La maison individuelle : le bien idéal pour 75 % des Français
Alors que l’arrêt du développement de la construction de maisons individuelles est une orientation majeure du Gouvernement, puisqu’il a d’abord été décidé d’exclure ce type de constructions du dispositif Pinel, et qu’il est désormais quasiment acté avec le PLF 2024 que les aspirants à la maison individuelle ne seront plus éligibles au PTZ.
Sauf que les Français, avec beaucoup de constance, plébiscitent toujours autant la maison individuelle, qui représente le logement idéal pour trois-quarts d’entre eux.

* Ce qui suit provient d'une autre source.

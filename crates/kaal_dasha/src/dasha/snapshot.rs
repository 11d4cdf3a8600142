//! Snapshot-only path: active periods at one instant without materializing
//! the full hierarchy.
//!
//! Generates the Mahadasha list, then expands only the active chain.
//! O(levels * 9) sub-periods instead of O(9^levels) per Mahadasha.

use tracing::debug;

use crate::error::DashaError;
use crate::nakshatra::BirthMoonPosition;

use super::balance::nakshatra_birth_balance;
use super::query::{ActiveChain, find_active_period};
use super::sequence::mahadasha_sequence;
use super::subperiod::checked_children;
use super::types::{DashaPeriod, DashaSnapshot, MAX_DASHA_LEVEL};

/// Find the active Mahadasha, Antardasha and Pratyantardasha at `query_jd`.
#[tracing::instrument(level = "debug", skip(moon), fields(nakshatra = moon.nakshatra_index))]
pub fn vimshottari_snapshot(
    moon: &BirthMoonPosition,
    birth_jd: f64,
    query_jd: f64,
    horizon_years: f64,
) -> Result<DashaSnapshot, DashaError> {
    let balance = nakshatra_birth_balance(moon)?;
    let level0 = mahadasha_sequence(&balance, birth_jd, horizon_years)?;
    snapshot_from_level0(&level0, query_jd)
}

/// Drill down from a Mahadasha list, generating children only for the
/// active period at each level.
pub fn snapshot_from_level0(
    level0: &[DashaPeriod],
    query_jd: f64,
) -> Result<DashaSnapshot, DashaError> {
    let mut periods = Vec::with_capacity(MAX_DASHA_LEVEL as usize + 1);

    let mut current = match find_active_period(level0, query_jd) {
        Some(idx) => level0[idx].without_children(),
        None => {
            debug!(query_jd, "query instant outside generated horizon");
            return Ok(DashaSnapshot { query_jd, periods });
        }
    };

    loop {
        let mut children = checked_children(&current)?;
        let next = find_active_period(&children, query_jd).map(|idx| children.swap_remove(idx));
        periods.push(current);
        match next {
            Some(child) => current = child,
            None => break,
        }
    }

    Ok(DashaSnapshot { query_jd, periods })
}

/// Snapshot equivalent of an already-resolved chain.
pub fn snapshot_from_chain(chain: &ActiveChain<'_>, query_jd: f64) -> DashaSnapshot {
    let periods = [chain.mahadasha, chain.antardasha, chain.pratyantardasha]
        .into_iter()
        .map_while(|p| p.map(DashaPeriod::without_children))
        .collect();
    DashaSnapshot { query_jd, periods }
}
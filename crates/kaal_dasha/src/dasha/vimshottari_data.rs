//! Const data for the Vimshottari system: graha order, period lengths, and
//! the nakshatra-to-lord mapping.
//!
//! The nine periods sum to exactly 120 years; the cyclic order is fixed.

use crate::graha::Graha;

use super::types::DAYS_PER_YEAR;

/// Vimshottari graha sequence: Ketu, Shukra, Surya, Chandra, Mangal, Rahu, Guru, Shani, Buddh.
pub const VIMSHOTTARI_SEQUENCE: [Graha; 9] = [
    Graha::Ketu,
    Graha::Shukra,
    Graha::Surya,
    Graha::Chandra,
    Graha::Mangal,
    Graha::Rahu,
    Graha::Guru,
    Graha::Shani,
    Graha::Buddh,
];

/// Vimshottari periods in years, aligned with `VIMSHOTTARI_SEQUENCE`.
pub const VIMSHOTTARI_YEARS: [f64; 9] = [7.0, 20.0, 6.0, 10.0, 7.0, 18.0, 16.0, 19.0, 17.0];

/// Length of one full cycle in years.
pub const VIMSHOTTARI_TOTAL_YEARS: f64 = 120.0;

/// Position of a graha in `VIMSHOTTARI_SEQUENCE`.
pub const fn sequence_position(graha: Graha) -> usize {
    match graha {
        Graha::Ketu => 0,
        Graha::Shukra => 1,
        Graha::Surya => 2,
        Graha::Chandra => 3,
        Graha::Mangal => 4,
        Graha::Rahu => 5,
        Graha::Guru => 6,
        Graha::Shani => 7,
        Graha::Buddh => 8,
    }
}

/// Full Mahadasha length of a graha in years.
pub const fn vimshottari_years(graha: Graha) -> f64 {
    VIMSHOTTARI_YEARS[sequence_position(graha)]
}

/// Full Mahadasha length of a graha in days.
pub fn full_period_days(graha: Graha) -> f64 {
    vimshottari_years(graha) * DAYS_PER_YEAR
}

/// The graha that follows `graha` in the cyclic order.
pub const fn next_in_sequence(graha: Graha) -> Graha {
    VIMSHOTTARI_SEQUENCE[(sequence_position(graha) + 1) % 9]
}

/// The nine grahas in cyclic order, starting with `graha` itself.
pub fn cyclic_sequence_from(graha: Graha) -> [Graha; 9] {
    let start = sequence_position(graha);
    std::array::from_fn(|i| VIMSHOTTARI_SEQUENCE[(start + i) % 9])
}

/// Vimshottari lord of the nakshatra at `nakshatra_index` (every 9th repeats).
pub const fn nakshatra_lord(nakshatra_index: u8) -> Graha {
    VIMSHOTTARI_SEQUENCE[(nakshatra_index % 9) as usize]
}
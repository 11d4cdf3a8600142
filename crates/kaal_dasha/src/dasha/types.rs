//! Core types for Vimshottari dasha periods.
//!
//! A dasha timeline is a three-level tree: each Mahadasha owns nine
//! Antardashas, each Antardasha owns nine Pratyantardashas. Periods are
//! half-open `[start_jd, end_jd)` intervals in JD UTC.

use serde::Serialize;

use crate::graha::Graha;

use super::query::progress_percent;

/// Year length for every dasha conversion: the mean Gregorian year.
pub const DAYS_PER_YEAR: f64 = 365.2425;

/// Deepest level generated (0 = Mahadasha, 2 = Pratyantardasha).
pub const MAX_DASHA_LEVEL: u8 = 2;

/// Default horizon: one full Vimshottari cycle past birth.
pub const DEFAULT_HORIZON_YEARS: f64 = 120.0;

/// Upper bound on the horizon (ten full cycles).
pub const MAX_HORIZON_YEARS: f64 = 1200.0;

/// 3 hierarchical dasha levels.
#[derive(Debug, Clone, Copy, PartialEq, Eq, PartialOrd, Ord, Hash, Serialize)]
#[repr(u8)]
pub enum DashaLevel {
    Mahadasha = 0,
    Antardasha = 1,
    Pratyantardasha = 2,
}

impl DashaLevel {
    /// Create from raw u8 value.
    pub fn from_u8(v: u8) -> Option<Self> {
        match v {
            0 => Some(Self::Mahadasha),
            1 => Some(Self::Antardasha),
            2 => Some(Self::Pratyantardasha),
            _ => None,
        }
    }

    /// Human-readable name.
    pub const fn name(self) -> &'static str {
        match self {
            Self::Mahadasha => "Mahadasha",
            Self::Antardasha => "Antardasha",
            Self::Pratyantardasha => "Pratyantardasha",
        }
    }

    /// Next deeper level, if any.
    pub const fn child_level(self) -> Option<Self> {
        match self {
            Self::Mahadasha => Some(Self::Antardasha),
            Self::Antardasha => Some(Self::Pratyantardasha),
            Self::Pratyantardasha => None,
        }
    }
}

impl std::fmt::Display for DashaLevel {
    fn fmt(&self, f: &mut std::fmt::Formatter<'_>) -> std::fmt::Result {
        f.write_str(self.name())
    }
}

/// A single dasha period and, above the leaf level, its sub-periods.
#[derive(Debug, Clone, PartialEq, Serialize)]
pub struct DashaPeriod {
    /// The graha ruling this period.
    pub graha: Graha,
    /// Hierarchical level.
    pub level: DashaLevel,
    /// JD UTC, inclusive.
    pub start_jd: f64,
    /// JD UTC, exclusive.
    pub end_jd: f64,
    /// 1-indexed position among siblings.
    pub order: u16,
    /// Sub-periods tiling `[start_jd, end_jd)`; empty at the leaf level
    /// and in snapshots.
    #[serde(skip_serializing_if = "Vec::is_empty")]
    pub children: Vec<DashaPeriod>,
}

impl DashaPeriod {
    /// A period with no sub-periods yet.
    pub fn new(graha: Graha, level: DashaLevel, start_jd: f64, end_jd: f64, order: u16) -> Self {
        Self {
            graha,
            level,
            start_jd,
            end_jd,
            order,
            children: Vec::new(),
        }
    }

    /// Duration of the period in days.
    pub fn duration_days(&self) -> f64 {
        self.end_jd - self.start_jd
    }

    /// Duration of the period in dasha years.
    pub fn duration_years(&self) -> f64 {
        self.duration_days() / DAYS_PER_YEAR
    }

    /// Whether `jd` falls in `[start_jd, end_jd)`.
    pub fn contains(&self, jd: f64) -> bool {
        self.start_jd <= jd && jd < self.end_jd
    }

    /// Elapsed share of this period at `jd`, in [0, 100].
    pub fn progress_percent(&self, jd: f64) -> f64 {
        progress_percent(self, jd)
    }

    /// Copy of this period without its sub-periods.
    pub fn without_children(&self) -> Self {
        Self::new(self.graha, self.level, self.start_jd, self.end_jd, self.order)
    }
}

/// Active periods at a specific instant (one per level, outermost first).
#[derive(Debug, Clone, PartialEq, Serialize)]
pub struct DashaSnapshot {
    /// The queried JD UTC.
    pub query_jd: f64,
    /// Active periods without children: [0]=Mahadasha, [1]=Antardasha,
    /// [2]=Pratyantardasha. Empty when the instant is outside the horizon.
    pub periods: Vec<DashaPeriod>,
}

impl DashaSnapshot {
    /// Active period at `level`, if resolved.
    pub fn at_level(&self, level: DashaLevel) -> Option<&DashaPeriod> {
        self.periods.get(level as usize)
    }

    /// Whether no period was active at the query instant.
    pub fn is_empty(&self) -> bool {
        self.periods.is_empty()
    }
}
//! Text and JSON presentation of balances, timelines and active periods.

use std::fmt::Write;

use anyhow::Result;
use kaal_dasha::{
    DashaBalance, DashaLevel, DashaPeriod, Graha, Timeline, TimelineView, vimshottari_years,
};
use kaal_time::{DateTime, FixedOffset};
use serde::Serialize;

const DATE_FORMAT: &str = "%Y-%m-%d %H:%M";

fn local(timeline: &Timeline, jd: f64) -> Result<String> {
    Ok(timeline.local_datetime(jd)?.format(DATE_FORMAT).to_string())
}

pub fn balance_text(balance: &DashaBalance) -> String {
    format!(
        "Nakshatra:   {} (#{})\n\
         Dasha lord:  {} ({})\n\
         Elapsed:     {:.2}% ({:.4} y of {} y)\n\
         Balance:     {:.4} y ({:.2} days)\n",
        balance.nakshatra.name(),
        balance.nakshatra.index() + 1,
        balance.graha.name(),
        balance.graha.english_name(),
        balance.elapsed_fraction * 100.0,
        balance.elapsed_years,
        vimshottari_years(balance.graha),
        balance.balance_years,
        balance.balance_days,
    )
}

fn write_period(
    out: &mut String,
    timeline: &Timeline,
    period: &DashaPeriod,
    depth: DashaLevel,
) -> Result<()> {
    let indent = "  ".repeat(period.level as usize);
    writeln!(
        out,
        "{}[{}] {} {}  {} .. {}  (JD {:.4} - {:.4}, {:.1} days)",
        indent,
        period.order,
        period.graha.name(),
        period.level.name(),
        local(timeline, period.start_jd)?,
        local(timeline, period.end_jd)?,
        period.start_jd,
        period.end_jd,
        period.duration_days(),
    )?;
    if period.level < depth {
        for child in &period.children {
            write_period(out, timeline, child, depth)?;
        }
    }
    Ok(())
}

/// Mahadasha listing nested down to `depth`, at most `max_rows` Mahadashas.
pub fn timeline_text(
    timeline: &Timeline,
    birth: &DateTime<FixedOffset>,
    depth: DashaLevel,
    max_rows: usize,
) -> Result<String> {
    let balance = timeline.balance();
    let mut out = String::new();
    writeln!(out, "Vimshottari Dasha for birth {}", birth.to_rfc3339())?;
    writeln!(
        out,
        "Balance at birth: {} {:.4} y of {} y ({})\n",
        balance.graha.name(),
        balance.balance_years,
        vimshottari_years(balance.graha),
        balance.nakshatra.name(),
    )?;

    let mahadashas = timeline.mahadashas();
    let shown = mahadashas.len().min(max_rows);
    for md in &mahadashas[..shown] {
        write_period(&mut out, timeline, md, depth)?;
    }
    if mahadashas.len() > shown {
        writeln!(out, "... and {} more Mahadashas", mahadashas.len() - shown)?;
    }
    Ok(out)
}

/// Active chain, progress and next Mahadasha at the view's reference instant.
pub fn current_text(view: &TimelineView<'_>) -> Result<String> {
    let timeline = view.timeline();
    let mut out = String::new();
    writeln!(
        out,
        "Dasha at {} ({})",
        local(timeline, view.reference_jd())?,
        timeline.timezone()
    )?;

    if view.is_empty() {
        writeln!(
            out,
            "  No computed period at this instant; extend the horizon to cover it."
        )?;
        return Ok(out);
    }

    let chain = view.chain();
    for period in [chain.mahadasha, chain.antardasha, chain.pratyantardasha]
        .into_iter()
        .flatten()
    {
        writeln!(
            out,
            "  {:<16} {:<8} {} .. {}  {:>6.2}%",
            format!("{}:", period.level.name()),
            period.graha.name(),
            local(timeline, period.start_jd)?,
            local(timeline, period.end_jd)?,
            view.progress(period.level).unwrap_or(0.0),
        )?;
    }
    match view.next_mahadasha() {
        Some(next) => writeln!(
            out,
            "Next Mahadasha: {} from {}",
            next.graha.name(),
            local(timeline, next.start_jd)?
        )?,
        None => writeln!(out, "Next Mahadasha: beyond the generated horizon")?,
    }
    Ok(out)
}

/// One period in JSON output, with local date-times alongside JD.
#[derive(Debug, Serialize)]
pub struct PeriodReport {
    pub graha: Graha,
    pub level: DashaLevel,
    pub order: u16,
    pub start: String,
    pub end: String,
    pub start_jd: f64,
    pub end_jd: f64,
    pub duration_days: f64,
    #[serde(skip_serializing_if = "Vec::is_empty")]
    pub children: Vec<PeriodReport>,
}

impl PeriodReport {
    fn new(timeline: &Timeline, period: &DashaPeriod, depth: DashaLevel) -> Result<Self> {
        let children = if period.level < depth {
            period
                .children
                .iter()
                .map(|c| Self::new(timeline, c, depth))
                .collect::<Result<_>>()?
        } else {
            Vec::new()
        };
        Ok(Self {
            graha: period.graha,
            level: period.level,
            order: period.order,
            start: timeline.local_datetime(period.start_jd)?.to_rfc3339(),
            end: timeline.local_datetime(period.end_jd)?.to_rfc3339(),
            start_jd: period.start_jd,
            end_jd: period.end_jd,
            duration_days: period.duration_days(),
            children,
        })
    }
}

#[derive(Debug, Serialize)]
pub struct TimelineReport {
    pub birth: String,
    pub timezone: String,
    pub horizon_years: f64,
    pub balance: DashaBalance,
    pub mahadashas: Vec<PeriodReport>,
}

impl TimelineReport {
    pub fn new(
        timeline: &Timeline,
        birth: &DateTime<FixedOffset>,
        depth: DashaLevel,
    ) -> Result<Self> {
        Ok(Self {
            birth: birth.to_rfc3339(),
            timezone: timeline.timezone().to_string(),
            horizon_years: timeline.horizon_years(),
            balance: *timeline.balance(),
            mahadashas: timeline
                .mahadashas()
                .iter()
                .map(|md| PeriodReport::new(timeline, md, depth))
                .collect::<Result<_>>()?,
        })
    }
}

#[derive(Debug, Serialize)]
pub struct ActiveReport {
    #[serde(flatten)]
    pub period: PeriodReport,
    pub progress_percent: f64,
}

#[derive(Debug, Serialize)]
pub struct CurrentReport {
    pub reference: String,
    pub reference_jd: f64,
    pub active: Vec<ActiveReport>,
    pub next_mahadasha: Option<PeriodReport>,
}

impl CurrentReport {
    pub fn new(view: &TimelineView<'_>) -> Result<Self> {
        let timeline = view.timeline();
        let chain = view.chain();
        let active = [chain.mahadasha, chain.antardasha, chain.pratyantardasha]
            .into_iter()
            .flatten()
            .map(|p| -> Result<ActiveReport> {
                Ok(ActiveReport {
                    // Leaf only: the chain already lists each level.
                    period: PeriodReport::new(timeline, p, DashaLevel::Mahadasha)?,
                    progress_percent: view.progress(p.level).unwrap_or(0.0),
                })
            })
            .collect::<Result<_>>()?;
        let next_mahadasha = view
            .next_mahadasha()
            .map(|p| PeriodReport::new(timeline, p, DashaLevel::Mahadasha))
            .transpose()?;
        Ok(Self {
            reference: timeline.local_datetime(view.reference_jd())?.to_rfc3339(),
            reference_jd: view.reference_jd(),
            active,
            next_mahadasha,
        })
    }
}

#[cfg(test)]
mod tests {
    use kaal_dasha::{BirthMoonPosition, DAYS_PER_YEAR, TimelineRequest, nakshatra_birth_balance};

    use super::*;

    const BIRTH_JD: f64 = 2_451_545.0;

    fn ist() -> FixedOffset {
        FixedOffset::east_opt(19_800).unwrap()
    }

    fn venus_timeline() -> Timeline {
        TimelineRequest::new(BirthMoonPosition::new(1, 8.0), BIRTH_JD, ist())
            .generate()
            .unwrap()
    }

    #[test]
    fn balance_lists_lord_and_remaining_years() {
        let balance = nakshatra_birth_balance(&BirthMoonPosition::new(1, 8.0)).unwrap();
        let text = balance_text(&balance);
        assert!(text.contains("Bharani (#2)"));
        assert!(text.contains("Shukra (Venus)"));
        assert!(text.contains("60.00%"));
        assert!(text.contains("8.0000 y"));
    }

    #[test]
    fn mahadasha_only_listing() {
        let t = venus_timeline();
        let birth = t.local_datetime(BIRTH_JD).unwrap();
        let text = timeline_text(&t, &birth, DashaLevel::Mahadasha, 50).unwrap();
        assert_eq!(text.matches("Mahadasha  ").count(), t.mahadashas().len());
        assert!(!text.contains("Antardasha"));
        assert!(text.contains("[2] Surya Mahadasha"));
    }

    #[test]
    fn nested_listing_is_indented() {
        let t = venus_timeline();
        let birth = t.local_datetime(BIRTH_JD).unwrap();
        let text = timeline_text(&t, &birth, DashaLevel::Antardasha, 1).unwrap();
        assert!(text.contains("\n  [1] Shukra Antardasha"));
        assert!(text.contains("\n  [9] Ketu Antardasha"));
        assert!(!text.contains("Pratyantardasha"));
        assert!(text.contains("... and 9 more Mahadashas"));
    }

    #[test]
    fn current_shows_chain_and_next() {
        let t = venus_timeline();
        let view = t.view_at(BIRTH_JD + 2.0 * DAYS_PER_YEAR);
        let text = current_text(&view).unwrap();
        assert!(text.contains("Mahadasha:"));
        assert!(text.contains("Pratyantardasha:"));
        assert!(text.contains("70.00%"));
        assert!(text.contains("Next Mahadasha: Surya from 2008-01-01"));
    }

    #[test]
    fn current_outside_horizon() {
        let t = venus_timeline();
        let text = current_text(&t.view_at(t.end_jd() + 10.0)).unwrap();
        assert!(text.contains("No computed period"));
    }

    #[test]
    fn timeline_report_respects_depth() {
        let t = venus_timeline();
        let birth = t.local_datetime(BIRTH_JD).unwrap();
        let report = TimelineReport::new(&t, &birth, DashaLevel::Antardasha).unwrap();
        assert_eq!(report.timezone, "+05:30");
        assert_eq!(report.mahadashas[0].children.len(), 9);
        assert!(report.mahadashas[0].children[0].children.is_empty());

        let json = serde_json::to_value(&report).unwrap();
        assert_eq!(json["mahadashas"][1]["graha"], "surya");
        assert_eq!(json["balance"]["graha"], "shukra");
    }

    #[test]
    fn current_report_lists_three_levels() {
        let t = venus_timeline();
        let view = t.view_at(BIRTH_JD + 100.0);
        let report = CurrentReport::new(&view).unwrap();
        assert_eq!(report.active.len(), 3);
        assert!(report.active.iter().all(|a| a.period.children.is_empty()));
        assert_eq!(report.next_mahadasha.map(|p| p.graha), Some(Graha::Surya));

        let json = serde_json::to_value(CurrentReport::new(&view).unwrap()).unwrap();
        assert_eq!(json["active"][0]["level"], "Mahadasha");
        assert!(json["active"][2]["progress_percent"].is_f64());
    }
}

Le neuf : une priorité pour 46 % des Français
En introduction du Conseil National de la Refondation du Logement, la cheffe économiste de Bercy avançait un besoin en logements neufs de 200 000 par an. Un chiffre bas au regard des évaluations des professionnels qui en préconisent 2,5 fois plus.
Les Français ont pourtant là encore autre chose en tête : presqu’un sur deux voudrait acheter son prochain logement neuf, quand cette production ne représente avec 350 000 unités, moins de 1 % du parc existant.
Les Français n’ont jamais été aussi nombreux à vouloir acheter
L’effondrement de la demande constatée depuis 18 mois ne signifie pas que les Français ont cessé de vouloir déménager. Au contraire, les démarches entreprises n’ont jamais été aussi nombreuses : 55 % des Français consultent les annonces immobilières, et près d’un tiers de la population a engagé des démarchesactives (visites, simulation de crédit…) au cours des derniers mois.
La rénovation énergétique : entre conscience et méconnaissance
Les propriétaires bailleurs ont assez bien conscience qu’ils doivent faire des travaux d’amélioration (59 %) et ce chiffre progresse de 4 points par rapport à l’an dernier, mais dans le même temps, nombreux sont ceux qui pensent qu’ils vont devoir retirer leur logement de la location (45 % et même 52 % en Île de France), avec une progression plus marquée (+ 7 points).
En intention comme en acte, il n’y a donc pas d’accélération des travaux de rénovation énergétique. Les chiffres sont sensiblement les mêmes que ceux de l’an dernier, alors même que les locataires semblent prêts à voir leur loyer augmenter en contrepartie de tels travaux.
Deux tiers des propriétaires qui ont fait des travaux ou souhaitent en faire indiquent que les aides publiques les y ont incité. Et ceux qui n’ont pas encore sauté le pas, sont presque la moitié à dire que ces aides pourraient les y amener, un chiffre en baisse de deux points.
Alors, quels sont les freins ? Peut-être que le défaut de connaissance est un élément de réponse.
Les Français connaissent assez mal la performance énergétique de leur logement, et 45 % d’entre eux ne connaissent pas la classe énergétique (DPE) de leur logement. Les sérieuses réserves émises sur la fiabilité des diagnostics de performance énergétique n’ont sans doute pas facilité les choses.
« La massification de la rénovation est inatteignable sans un système de financement adéquat. Il reste à construire. Nous avons fait une proposition en ce sens : la création d’une « banque de la rénovation énergétique », instrument de place associant les grandes banques françaises et les professionnels du logement, pour déployer des financements à la hauteur de l’enjeu, tout en sécurisant la qualité des travaux », conclut le président de Procivis.